Yeah, I might be dreaming of Tioman, but I am working. On a Sunday. Reading. Can reading a novel be work? Yep, when you’ve already read it umpteen times over the past few months. Hell, when you wrote the danged thing!

I am reading both book 1 and 2 again, before book 2 goes to copy edit, because editors have suggested a few brilliant improvements to make to the latter.

The trouble is this: when you add a line on page 22, it has this horrible habit of making nonsense of something on p44. So you alter that, only to find that now something on p65 seems repetitive. So you alter that. But then, that gives the plot a hiccup, if not real indigestion…and so it goes on. Which of course is why you sometimes scratch your head over something in the books you read, thinking to yourself, how the heck could the writer have written that twice and not noticed? Or whatever.

So I am reading book 1 (which is not to be altered as it is going or has gone to the printers already) to make sure that something I do in book 2’s tweaking doesn’t make nonsense of something in book 1. Got it?

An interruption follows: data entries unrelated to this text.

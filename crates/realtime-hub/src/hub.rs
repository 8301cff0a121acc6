//! Hub 事件循环
//!
//! 注册、注销、广播和停止分别走独立的通道，由同一个任务按优先级处理。
//! 循环是注册表唯一的修改者，投递时只做非阻塞发送，不会等待任何客户端。

use std::collections::HashMap;
use std::sync::Arc;
use std::sync::atomic::{AtomicU64, AtomicUsize, Ordering};

use tasktrack_shared::config::{HubConfig, SlowConsumerPolicy};
use tasktrack_shared::observability::metrics;
use tokio::sync::{mpsc, oneshot};
use tokio::task::JoinHandle;
use tracing::{debug, info, warn};

use crate::client::{Client, ConnectionId};
use crate::error::HubError;
use crate::event::BroadcastEvent;

/// 推送 Hub 事件循环
pub struct Hub {
    register_rx: mpsc::UnboundedReceiver<Client>,
    unregister_rx: mpsc::UnboundedReceiver<(String, ConnectionId)>,
    broadcast_rx: mpsc::Receiver<BroadcastEvent>,
    shutdown_rx: mpsc::Receiver<oneshot::Sender<()>>,
    clients: HashMap<String, Client>,
    slow_consumer_policy: SlowConsumerPolicy,
    online: Arc<AtomicUsize>,
}

/// Hub 句柄，可克隆并注入到各处使用
#[derive(Clone)]
pub struct HubHandle {
    register_tx: mpsc::UnboundedSender<Client>,
    unregister_tx: mpsc::UnboundedSender<(String, ConnectionId)>,
    broadcast_tx: mpsc::Sender<BroadcastEvent>,
    shutdown_tx: mpsc::Sender<oneshot::Sender<()>>,
    online: Arc<AtomicUsize>,
    mailbox_dropped: Arc<AtomicU64>,
    client_buffer: usize,
}

impl Hub {
    pub fn new(config: &HubConfig) -> (Self, HubHandle) {
        let (register_tx, register_rx) = mpsc::unbounded_channel();
        let (unregister_tx, unregister_rx) = mpsc::unbounded_channel();
        let (broadcast_tx, broadcast_rx) = mpsc::channel(config.mailbox_capacity.max(1));
        let (shutdown_tx, shutdown_rx) = mpsc::channel(1);
        let online = Arc::new(AtomicUsize::new(0));

        let hub = Self {
            register_rx,
            unregister_rx,
            broadcast_rx,
            shutdown_rx,
            clients: HashMap::new(),
            slow_consumer_policy: config.slow_consumer_policy,
            online: online.clone(),
        };
        let handle = HubHandle {
            register_tx,
            unregister_tx,
            broadcast_tx,
            shutdown_tx,
            online,
            mailbox_dropped: Arc::new(AtomicU64::new(0)),
            client_buffer: config.client_buffer.max(1),
        };
        (hub, handle)
    }

    /// 创建并在后台运行 Hub
    pub fn spawn(config: &HubConfig) -> (HubHandle, JoinHandle<()>) {
        let (hub, handle) = Self::new(config);
        (handle, tokio::spawn(hub.run()))
    }

    /// 运行事件循环，直到收到停止消息或所有句柄都被丢弃
    pub async fn run(mut self) {
        info!(policy = ?self.slow_consumer_policy, "推送 Hub 已启动");

        loop {
            tokio::select! {
                biased;
                Some(client) = self.register_rx.recv() => self.register(client),
                Some((user_id, connection_id)) = self.unregister_rx.recv() => {
                    self.unregister(&user_id, connection_id);
                }
                Some(event) = self.broadcast_rx.recv() => self.deliver(event),
                ack = self.shutdown_rx.recv() => {
                    // 先关闭入口，确认返回后句柄即可观察到停止状态
                    self.register_rx.close();
                    self.broadcast_rx.close();
                    self.close_all();
                    if let Some(ack) = ack {
                        let _ = ack.send(());
                    }
                    break;
                }
            }
        }

        info!("推送 Hub 已停止");
    }

    fn register(&mut self, client: Client) {
        let user_id = client.user_id().to_string();
        let connection_id = client.id();
        // 覆盖旧条目即丢弃其发送端，旧连接的写任务随之结束
        if let Some(previous) = self.clients.insert(user_id.clone(), client) {
            info!(
                user_id = %user_id,
                previous_connection = %previous.id(),
                connection_id = %connection_id,
                "同一用户重复连接，旧连接被替换"
            );
        } else {
            debug!(user_id = %user_id, connection_id = %connection_id, "客户端已注册");
        }
        self.update_online();
    }

    fn unregister(&mut self, user_id: &str, connection_id: ConnectionId) {
        let owned = self
            .clients
            .get(user_id)
            .is_some_and(|client| client.id() == connection_id);

        if owned {
            self.clients.remove(user_id);
            debug!(user_id = %user_id, connection_id = %connection_id, "客户端已注销");
            self.update_online();
        } else {
            debug!(
                user_id = %user_id,
                connection_id = %connection_id,
                "注销请求已过期，忽略"
            );
        }
    }

    fn deliver(&mut self, event: BroadcastEvent) {
        let BroadcastEvent {
            routing_key,
            payload,
        } = event;

        let Some(client) = self.clients.get(&routing_key) else {
            debug!(routing_key = %routing_key, "目标用户不在线，广播丢弃");
            metrics::record_hub_broadcast("no_subscriber");
            return;
        };

        match client.outbound.try_send(payload) {
            Ok(()) => metrics::record_hub_broadcast("delivered"),
            Err(mpsc::error::TrySendError::Full(_)) => match self.slow_consumer_policy {
                SlowConsumerPolicy::DropMessage => {
                    warn!(user_id = %routing_key, "客户端出站缓冲已满，消息丢弃");
                    metrics::record_hub_broadcast("slow_consumer");
                }
                SlowConsumerPolicy::Disconnect => {
                    warn!(user_id = %routing_key, "客户端出站缓冲已满，断开连接");
                    metrics::record_hub_broadcast("disconnected");
                    self.clients.remove(&routing_key);
                    self.update_online();
                }
            },
            Err(mpsc::error::TrySendError::Closed(_)) => {
                debug!(user_id = %routing_key, "客户端写任务已退出，移除注册");
                metrics::record_hub_broadcast("closed");
                self.clients.remove(&routing_key);
                self.update_online();
            }
        }
    }

    fn close_all(&mut self) {
        let count = self.clients.len();
        self.clients.clear();
        self.update_online();
        info!(clients = count, "已关闭所有客户端连接");
    }

    fn update_online(&self) {
        let count = self.clients.len();
        self.online.store(count, Ordering::Relaxed);
        metrics::set_hub_online(count);
    }
}

impl HubHandle {
    /// 注册客户端，同一用户已有连接时覆盖
    pub fn register(&self, client: Client) -> Result<(), HubError> {
        self.register_tx.send(client).map_err(|_| HubError::Stopped)
    }

    /// 注销指定连接；连接已被替换或已注销时为空操作
    pub fn unregister(&self, user_id: &str, connection_id: ConnectionId) -> Result<(), HubError> {
        self.unregister_tx
            .send((user_id.to_string(), connection_id))
            .map_err(|_| HubError::Stopped)
    }

    /// 投递广播，从不阻塞调用方；信箱已满时丢弃并计数
    pub fn broadcast(&self, event: BroadcastEvent) -> Result<(), HubError> {
        self.broadcast_tx.try_send(event).map_err(|e| match e {
            mpsc::error::TrySendError::Full(event) => {
                self.mailbox_dropped.fetch_add(1, Ordering::Relaxed);
                metrics::record_hub_broadcast("mailbox_full");
                warn!(routing_key = %event.routing_key, "推送 Hub 信箱已满，广播丢弃");
                HubError::MailboxFull
            }
            mpsc::error::TrySendError::Closed(_) => HubError::Stopped,
        })
    }

    /// 停止 Hub 并关闭所有客户端，等待事件循环确认
    pub async fn shutdown(&self) {
        let (ack_tx, ack_rx) = oneshot::channel();
        if self.shutdown_tx.send(ack_tx).await.is_err() {
            return;
        }
        let _ = ack_rx.await;
    }

    /// 当前在线客户端数
    pub fn online(&self) -> usize {
        self.online.load(Ordering::Relaxed)
    }

    /// 因信箱已满被丢弃的广播数
    pub fn dropped_broadcasts(&self) -> u64 {
        self.mailbox_dropped.load(Ordering::Relaxed)
    }

    /// 每个客户端的出站缓冲条数
    pub fn client_buffer(&self) -> usize {
        self.client_buffer
    }

    /// 事件循环是否仍在运行
    pub fn is_running(&self) -> bool {
        !self.broadcast_tx.is_closed()
    }
}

Now all non-writers are still scratching their heads, still wondering why I have to re-read. How can an author possibly forget something they wrote if it is a part important enough to affect the plot? Believe me, they can. And do.

The cartography is to tantalize…the talented Perdy Phillips has produced a humdinger of a map, a tiny portion seen above, and it has gone to the design team at Harper Collins. Wow. I feel publication is really getting close.


Working — 2 Comments

  1. Quite the contrary Glenda, in my case anyway, I cannot imagine how you do remember what you have written before enough so you don't screw up later books. I recently read a series where I was quite convinced the author had forgotten something he/she had written in book one, however, there it was in book three after all with all the consequences following. Lets face it, us readers would notice it, even if an author didn't so you have a hard job on your hands which this reader much appreciates.

  2. I empathise with your dilemma.
    I have noticed that when I am reading and editing my own work (computer programs) sometimes my brain reads what I know should be there rather than what is actually written.